Purpose : Diabetic retinopathy (DR) is an inflammatory and microvascular disease. The ELAVL-1 (HuR) RNA binding protein is able to stabilize the mRNA of TNF-alpha and VEGFA, whose corresponding proteins play a key role in DR-associated inflammation and angiogenesis, respectively. Inhibition of HuR-mRNA binding can represent a novel approach towards DR treatment. To this aim, we searched for novel compounds able to interfere with the HuR-mRNA complex.

Methods : Crystal structure of HuR (PDB:4EGL) and HuR-mRNA (PDB:4ED5) have been used for molecular docking of HuR inhibitors and inactive compounds. Compounds to be docked were selected from a proprietary database by means of Tanimoto similarity search between caffeic acid phenethyl ester (CAPE) and database entries. Therefore, twelve CAPE and twenty indole derivatives have been docked at 4EGL and 4ED5. Docking was carried out with the Schrodinger® package. Docking results have been re-scored with MM-GBSA calculations. Structural interaction fingerprints (SIFts) have been calculated for further analysis of docking results.

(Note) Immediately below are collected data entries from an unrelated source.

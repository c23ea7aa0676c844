#![cfg_attr(feature = "fail-on-warnings", deny(warnings))]
#![warn(clippy::all, clippy::pedantic, clippy::nursery, clippy::cargo)]
#![allow(clippy::multiple_crate_versions, clippy::cargo_common_metadata)]

//! Shared types for the Icelandic address registry (Staðfangaskrá).
//!
//! This crate contains only data types, configuration structs, and simple
//! conversions. It has no heavyweight dependencies (no regex, no I/O).

use std::collections::BTreeMap;

use serde::{Deserialize, Serialize};

/// A WGS84 coordinate pair.
#[derive(Debug, Clone, Copy, PartialEq, Serialize, Deserialize)]
pub struct Coordinates {
    /// Latitude (WGS84).
    pub lat: f64,
    /// Longitude (WGS84).
    pub lon: f64,
}

impl Coordinates {
    #[must_use]
    pub const fn new(lat: f64, lon: f64) -> Self {
        Self { lat, lon }
    }

    /// Converts to a [`geo::Point`] (x = longitude, y = latitude).
    #[must_use]
    pub fn to_point(self) -> geo::Point<f64> {
        geo::Point::new(self.lon, self.lat)
    }
}

impl From<geo::Point<f64>> for Coordinates {
    fn from(point: geo::Point<f64>) -> Self {
        Self::new(point.y(), point.x())
    }
}

/// One of the four fields making up an [`AddressKey`].
#[derive(Debug, Clone, Copy, PartialEq, Eq, Hash)]
pub enum KeyField {
    Municipality,
    Postcode,
    Street,
    HouseNr,
}

impl KeyField {
    pub const ALL: [Self; 4] = [
        Self::Municipality,
        Self::Postcode,
        Self::Street,
        Self::HouseNr,
    ];

    #[must_use]
    pub const fn as_str(self) -> &'static str {
        match self {
            Self::Municipality => "municipality",
            Self::Postcode => "postcode",
            Self::Street => "street_nominative",
            Self::HouseNr => "house_nr",
        }
    }
}

/// The `(municipality, postcode, street_nominative, house_nr)` key.
///
/// Used both as the unique key of the canonical table and as the
/// candidate key produced by the parsers. In a candidate key an empty
/// field means "unknown" and matches anything during fallback resolution.
#[derive(Debug, Clone, Default, PartialEq, Eq, Hash, PartialOrd, Ord, Serialize, Deserialize)]
pub struct AddressKey {
    pub municipality: String,
    pub postcode: String,
    pub street: String,
    pub house_nr: String,
}

/// A parsed, not yet resolved address key.
pub type CandidateKey = AddressKey;

impl AddressKey {
    #[must_use]
    pub fn new(
        municipality: impl Into<String>,
        postcode: impl Into<String>,
        street: impl Into<String>,
        house_nr: impl Into<String>,
    ) -> Self {
        Self {
            municipality: municipality.into(),
            postcode: postcode.into(),
            street: street.into(),
            house_nr: house_nr.into(),
        }
    }

    #[must_use]
    pub fn get(&self, field: KeyField) -> &str {
        match field {
            KeyField::Municipality => &self.municipality,
            KeyField::Postcode => &self.postcode,
            KeyField::Street => &self.street,
            KeyField::HouseNr => &self.house_nr,
        }
    }

    /// Returns `true` if the field was not parsed (empty).
    #[must_use]
    pub fn is_unknown(&self, field: KeyField) -> bool {
        self.get(field).is_empty()
    }

    /// A key with no municipality, postcode and street can never be
    /// resolved; a house number alone is not enough.
    #[must_use]
    pub fn is_resolvable(&self) -> bool {
        !(self.municipality.is_empty() && self.postcode.is_empty() && self.street.is_empty())
    }

    /// Joins the known fields with `/`, used to group identical queries.
    #[must_use]
    pub fn identity_string(&self) -> String {
        KeyField::ALL
            .iter()
            .map(|f| self.get(*f))
            .filter(|v| !v.is_empty())
            .collect::<Vec<_>>()
            .join("/")
    }
}

/// One row of the canonical address table.
#[derive(Debug, Clone, PartialEq, Serialize, Deserialize)]
pub struct AddressRecord {
    /// Municipality name (e.g. `"Reykjavík"`).
    pub municipality: String,
    /// Three digit postcode.
    pub postcode: String,
    /// Street name in the nominative case (e.g. `"Laugavegur"`).
    pub street_nominative: String,
    /// Street name in the dative case (e.g. `"Laugavegi"`).
    pub street_dative: String,
    /// House number including any letter suffix, uppercased.
    pub house_nr: String,
    /// Named place, if the registry has one for this address.
    #[serde(default)]
    pub special_name: Option<String>,
    #[serde(default)]
    pub lat: Option<f64>,
    #[serde(default)]
    pub lon: Option<f64>,
}

impl AddressRecord {
    #[must_use]
    pub fn key(&self) -> AddressKey {
        AddressKey::new(
            self.municipality.clone(),
            self.postcode.clone(),
            self.street_nominative.clone(),
            self.house_nr.clone(),
        )
    }

    #[must_use]
    pub fn get(&self, field: KeyField) -> &str {
        match field {
            KeyField::Municipality => &self.municipality,
            KeyField::Postcode => &self.postcode,
            KeyField::Street => &self.street_nominative,
            KeyField::HouseNr => &self.house_nr,
        }
    }

    /// Returns the coordinates if both latitude and longitude are present.
    #[must_use]
    pub fn coordinates(&self) -> Option<Coordinates> {
        match (self.lat, self.lon) {
            (Some(lat), Some(lon)) if lat.is_finite() && lon.is_finite() => {
                Some(Coordinates::new(lat, lon))
            }
            _ => None,
        }
    }
}

/// A free-text scan match. `None` means the fragment was not seen.
#[derive(Debug, Clone, Default, PartialEq, Eq, Serialize, Deserialize)]
pub struct Match {
    pub postcode: Option<String>,
    pub street: Option<String>,
    pub house_nr: Option<String>,
}

/// A [`Match`] enriched with coordinates and the postcode's municipality.
#[derive(Debug, Clone, PartialEq, Serialize, Deserialize)]
pub struct FullMatch {
    pub postcode: Option<String>,
    pub street: Option<String>,
    pub house_nr: Option<String>,
    pub coordinates: Option<Coordinates>,
    pub municipality: Option<String>,
}

/// A candidate key plus the bookkeeping needed to resolve it in a batch.
#[derive(Debug, Clone, PartialEq, Eq)]
pub struct QueryRow {
    pub key: CandidateKey,
    /// Position of the row in the caller's input.
    pub order: usize,
    /// Rows built from identical input share the same identity and must
    /// carry the same key. The engine searches once per identity and
    /// gives the result to every row that shares it.
    pub identity: usize,
    /// Original input text, if the row came from a text query.
    pub query: Option<String>,
}

/// A batch query row after resolution against the canonical table.
///
/// Every textual field is an empty string when the row could not be
/// resolved, and `coordinates` is `None`.
#[derive(Debug, Clone, Default, PartialEq, Serialize, Deserialize)]
pub struct ResolvedAddress {
    pub order: usize,
    #[serde(skip_serializing_if = "Option::is_none")]
    pub query: Option<String>,
    pub municipality: String,
    pub postcode: String,
    pub street_nominative: String,
    pub street_dative: String,
    pub house_nr: String,
    pub special_name: String,
    pub coordinates: Option<Coordinates>,
}

impl ResolvedAddress {
    /// Returns `true` if the row was matched to a canonical record.
    #[must_use]
    pub fn is_resolved(&self) -> bool {
        !self.postcode.is_empty() || !self.street_nominative.is_empty()
    }

    /// The resolved location as a point geometry.
    #[must_use]
    pub fn geometry(&self) -> Option<geo::Point<f64>> {
        self.coordinates.map(Coordinates::to_point)
    }
}

/// Configuration for loading the canonical table.
#[derive(Debug, Clone, Serialize, Deserialize)]
pub struct RegistryConfig {
    /// Path to a prepared canonical table CSV.
    #[serde(default)]
    pub table_path: String,

    /// Path to the raw registry export (`.dsv`, `.csv` or `.zip`).
    /// Used when `table_path` is empty.
    #[serde(default)]
    pub registry_path: String,

    /// Field delimiter of the canonical table CSV.
    #[serde(default = "default_delimiter")]
    pub delimiter: char,

    /// Extra administrative aliases, merged over the built-in ones.
    #[serde(default)]
    pub aliases: BTreeMap<String, Vec<String>>,
}

const fn default_delimiter() -> char {
    ','
}

impl Default for RegistryConfig {
    fn default() -> Self {
        Self {
            table_path: String::new(),
            registry_path: String::new(),
            delimiter: default_delimiter(),
            aliases: BTreeMap::new(),
        }
    }
}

Results : Active compounds okicenone (Figure 1A), dehydromutactin, MS444, quercetin clustered together with best docking score based on SIFts calculations. MM-GBSA calculations revealed that inactive compounds are characterized by high negative coulomb contribution to dG binding energy and more positive lipofilic energy, in comparison to active compounds. Based on these characteristics, one indole compound VP12_96 clustered with okicenone and MS444. The indole derivative VP11_60 clustered with VP12_96 showed a more positive coulomb energy in comparison to other indole derivatives. CAPE derivatives VP09_61 and VP09_110 interacted with HuR residues (T20, R136, N107, N134) similarly to okicenone and MS444. Hybrid esters of CAPE bearing aspirin and indomethacin moieties showed high negative lipofilic energy and more positive coulomb energy, like known HuR inhibitors.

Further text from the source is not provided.